(Saved entries)
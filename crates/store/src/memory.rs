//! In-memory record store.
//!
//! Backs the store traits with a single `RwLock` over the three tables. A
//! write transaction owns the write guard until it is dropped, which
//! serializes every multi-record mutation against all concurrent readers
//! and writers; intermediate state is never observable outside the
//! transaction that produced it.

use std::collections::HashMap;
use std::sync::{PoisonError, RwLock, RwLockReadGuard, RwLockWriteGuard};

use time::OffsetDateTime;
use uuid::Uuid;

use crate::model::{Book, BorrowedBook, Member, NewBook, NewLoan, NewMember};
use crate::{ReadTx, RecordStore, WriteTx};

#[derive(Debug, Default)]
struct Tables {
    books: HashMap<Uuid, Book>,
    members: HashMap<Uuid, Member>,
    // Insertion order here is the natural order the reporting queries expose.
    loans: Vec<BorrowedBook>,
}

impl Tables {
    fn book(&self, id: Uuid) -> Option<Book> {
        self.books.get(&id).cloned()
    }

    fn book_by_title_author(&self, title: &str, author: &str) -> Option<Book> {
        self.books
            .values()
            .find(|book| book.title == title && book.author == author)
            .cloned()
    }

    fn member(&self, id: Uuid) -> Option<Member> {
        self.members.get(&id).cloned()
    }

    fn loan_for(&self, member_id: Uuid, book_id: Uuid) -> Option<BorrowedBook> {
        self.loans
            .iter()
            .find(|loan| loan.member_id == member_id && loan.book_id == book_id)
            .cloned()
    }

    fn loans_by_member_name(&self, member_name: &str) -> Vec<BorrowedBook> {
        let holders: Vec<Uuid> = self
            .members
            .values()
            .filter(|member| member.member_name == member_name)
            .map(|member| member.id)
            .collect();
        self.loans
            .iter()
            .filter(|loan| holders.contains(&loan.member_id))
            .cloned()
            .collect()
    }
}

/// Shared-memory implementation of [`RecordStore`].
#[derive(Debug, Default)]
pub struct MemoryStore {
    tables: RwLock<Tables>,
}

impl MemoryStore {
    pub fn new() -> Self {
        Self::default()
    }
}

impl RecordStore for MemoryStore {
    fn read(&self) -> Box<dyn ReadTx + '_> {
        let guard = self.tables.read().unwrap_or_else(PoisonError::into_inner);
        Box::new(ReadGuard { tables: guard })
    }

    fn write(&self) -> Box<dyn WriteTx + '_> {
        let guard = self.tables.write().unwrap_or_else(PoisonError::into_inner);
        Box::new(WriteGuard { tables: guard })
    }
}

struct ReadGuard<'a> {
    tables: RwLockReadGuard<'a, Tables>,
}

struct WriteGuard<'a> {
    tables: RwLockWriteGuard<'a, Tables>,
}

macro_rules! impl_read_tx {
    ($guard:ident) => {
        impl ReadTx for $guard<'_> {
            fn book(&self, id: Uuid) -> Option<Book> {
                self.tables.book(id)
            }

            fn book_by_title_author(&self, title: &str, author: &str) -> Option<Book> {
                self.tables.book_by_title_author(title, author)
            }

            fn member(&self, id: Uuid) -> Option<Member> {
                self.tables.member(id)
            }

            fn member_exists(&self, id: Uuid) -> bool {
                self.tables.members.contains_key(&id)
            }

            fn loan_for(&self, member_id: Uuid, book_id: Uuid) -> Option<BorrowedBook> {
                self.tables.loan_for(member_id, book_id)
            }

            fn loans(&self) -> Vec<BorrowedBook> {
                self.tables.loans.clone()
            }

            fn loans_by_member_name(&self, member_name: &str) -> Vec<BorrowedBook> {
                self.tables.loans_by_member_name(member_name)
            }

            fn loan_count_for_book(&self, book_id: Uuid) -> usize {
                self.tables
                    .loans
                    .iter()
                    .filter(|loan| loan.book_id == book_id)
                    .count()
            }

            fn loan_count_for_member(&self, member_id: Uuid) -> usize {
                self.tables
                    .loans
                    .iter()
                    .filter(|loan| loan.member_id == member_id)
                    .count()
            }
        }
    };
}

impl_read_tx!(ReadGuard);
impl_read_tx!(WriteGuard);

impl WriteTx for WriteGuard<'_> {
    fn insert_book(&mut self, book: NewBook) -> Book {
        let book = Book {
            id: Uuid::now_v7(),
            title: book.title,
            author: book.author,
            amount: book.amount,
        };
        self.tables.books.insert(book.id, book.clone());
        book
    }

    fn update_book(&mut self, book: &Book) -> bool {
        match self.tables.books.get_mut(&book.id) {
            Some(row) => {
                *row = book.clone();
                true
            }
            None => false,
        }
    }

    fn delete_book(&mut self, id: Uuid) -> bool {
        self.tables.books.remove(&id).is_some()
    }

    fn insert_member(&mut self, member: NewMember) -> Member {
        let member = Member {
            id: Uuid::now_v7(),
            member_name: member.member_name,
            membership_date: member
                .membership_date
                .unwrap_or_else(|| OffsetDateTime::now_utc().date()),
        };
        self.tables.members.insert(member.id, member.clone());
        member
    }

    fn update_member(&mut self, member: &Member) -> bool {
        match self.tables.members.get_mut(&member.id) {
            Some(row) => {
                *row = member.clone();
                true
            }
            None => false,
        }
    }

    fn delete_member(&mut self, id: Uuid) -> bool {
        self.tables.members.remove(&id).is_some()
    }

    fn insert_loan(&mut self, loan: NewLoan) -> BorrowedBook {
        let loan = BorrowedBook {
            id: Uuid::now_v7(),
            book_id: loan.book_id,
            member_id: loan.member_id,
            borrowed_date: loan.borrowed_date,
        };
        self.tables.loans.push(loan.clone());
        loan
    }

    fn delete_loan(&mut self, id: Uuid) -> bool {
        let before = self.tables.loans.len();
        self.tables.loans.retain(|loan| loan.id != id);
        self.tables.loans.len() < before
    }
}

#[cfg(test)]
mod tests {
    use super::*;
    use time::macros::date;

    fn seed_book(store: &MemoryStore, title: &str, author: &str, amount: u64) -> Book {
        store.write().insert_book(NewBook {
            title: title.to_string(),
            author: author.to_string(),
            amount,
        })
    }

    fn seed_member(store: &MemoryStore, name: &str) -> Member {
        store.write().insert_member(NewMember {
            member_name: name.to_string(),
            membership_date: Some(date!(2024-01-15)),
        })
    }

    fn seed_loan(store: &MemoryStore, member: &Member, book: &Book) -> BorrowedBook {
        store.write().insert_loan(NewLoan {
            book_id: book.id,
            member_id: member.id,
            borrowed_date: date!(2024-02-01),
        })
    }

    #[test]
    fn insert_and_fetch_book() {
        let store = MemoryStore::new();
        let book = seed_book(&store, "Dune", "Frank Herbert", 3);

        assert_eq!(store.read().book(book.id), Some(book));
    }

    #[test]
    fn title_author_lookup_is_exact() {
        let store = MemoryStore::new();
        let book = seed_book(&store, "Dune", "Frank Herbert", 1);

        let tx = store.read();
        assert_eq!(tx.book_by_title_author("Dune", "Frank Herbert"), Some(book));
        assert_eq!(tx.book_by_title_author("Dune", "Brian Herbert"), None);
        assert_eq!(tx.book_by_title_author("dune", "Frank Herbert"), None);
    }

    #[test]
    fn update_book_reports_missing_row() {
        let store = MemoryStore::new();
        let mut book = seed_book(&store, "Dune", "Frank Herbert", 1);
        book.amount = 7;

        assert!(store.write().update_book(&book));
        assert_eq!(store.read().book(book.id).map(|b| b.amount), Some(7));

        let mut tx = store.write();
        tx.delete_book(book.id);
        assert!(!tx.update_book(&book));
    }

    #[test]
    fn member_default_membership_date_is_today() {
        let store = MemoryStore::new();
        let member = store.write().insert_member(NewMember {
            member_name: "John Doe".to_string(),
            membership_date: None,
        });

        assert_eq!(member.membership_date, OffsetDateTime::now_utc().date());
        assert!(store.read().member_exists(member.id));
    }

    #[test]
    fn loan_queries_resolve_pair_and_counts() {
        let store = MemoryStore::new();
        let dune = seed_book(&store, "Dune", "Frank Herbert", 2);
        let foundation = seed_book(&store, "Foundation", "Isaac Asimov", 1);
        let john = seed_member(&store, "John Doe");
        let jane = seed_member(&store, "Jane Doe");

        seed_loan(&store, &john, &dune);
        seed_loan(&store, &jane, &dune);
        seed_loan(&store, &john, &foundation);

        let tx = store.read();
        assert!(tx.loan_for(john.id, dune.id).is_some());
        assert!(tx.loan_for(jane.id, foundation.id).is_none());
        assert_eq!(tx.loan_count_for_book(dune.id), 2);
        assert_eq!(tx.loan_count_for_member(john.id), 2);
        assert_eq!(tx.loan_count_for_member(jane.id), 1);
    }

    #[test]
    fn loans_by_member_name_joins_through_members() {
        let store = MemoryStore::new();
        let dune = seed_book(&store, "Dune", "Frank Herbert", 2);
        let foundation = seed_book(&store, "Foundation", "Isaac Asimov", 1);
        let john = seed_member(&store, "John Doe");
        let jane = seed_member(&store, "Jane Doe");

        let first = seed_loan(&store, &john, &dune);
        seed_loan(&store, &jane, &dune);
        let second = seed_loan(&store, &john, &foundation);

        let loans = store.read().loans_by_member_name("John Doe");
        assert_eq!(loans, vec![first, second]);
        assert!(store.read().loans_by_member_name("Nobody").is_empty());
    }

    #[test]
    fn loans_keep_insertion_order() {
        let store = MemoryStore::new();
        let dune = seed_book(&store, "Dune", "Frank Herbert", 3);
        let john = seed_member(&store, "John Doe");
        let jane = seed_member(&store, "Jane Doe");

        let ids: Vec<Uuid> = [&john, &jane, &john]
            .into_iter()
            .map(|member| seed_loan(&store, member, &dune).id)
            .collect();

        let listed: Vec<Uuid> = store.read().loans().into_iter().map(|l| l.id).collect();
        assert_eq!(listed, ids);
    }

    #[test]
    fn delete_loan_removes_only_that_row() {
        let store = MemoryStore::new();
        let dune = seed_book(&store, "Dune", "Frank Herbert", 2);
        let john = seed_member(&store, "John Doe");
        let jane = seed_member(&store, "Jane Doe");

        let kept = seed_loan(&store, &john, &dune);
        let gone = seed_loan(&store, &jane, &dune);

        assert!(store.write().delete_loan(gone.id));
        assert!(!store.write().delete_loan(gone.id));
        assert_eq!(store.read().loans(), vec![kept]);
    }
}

Description of the task >> When the line with "is dropped, which" is reached in the data above, start copying there, and copy each line exactly until the line with "use std::collections::HashMap;" has been copied; copy nothing else.

Result below >>
//! write transaction owns the write guard until it is dropped, which
//! serializes every multi-record mutation against all concurrent readers
//! and writers; intermediate state is never observable outside the
//! transaction that produced it.

use std::collections::HashMap;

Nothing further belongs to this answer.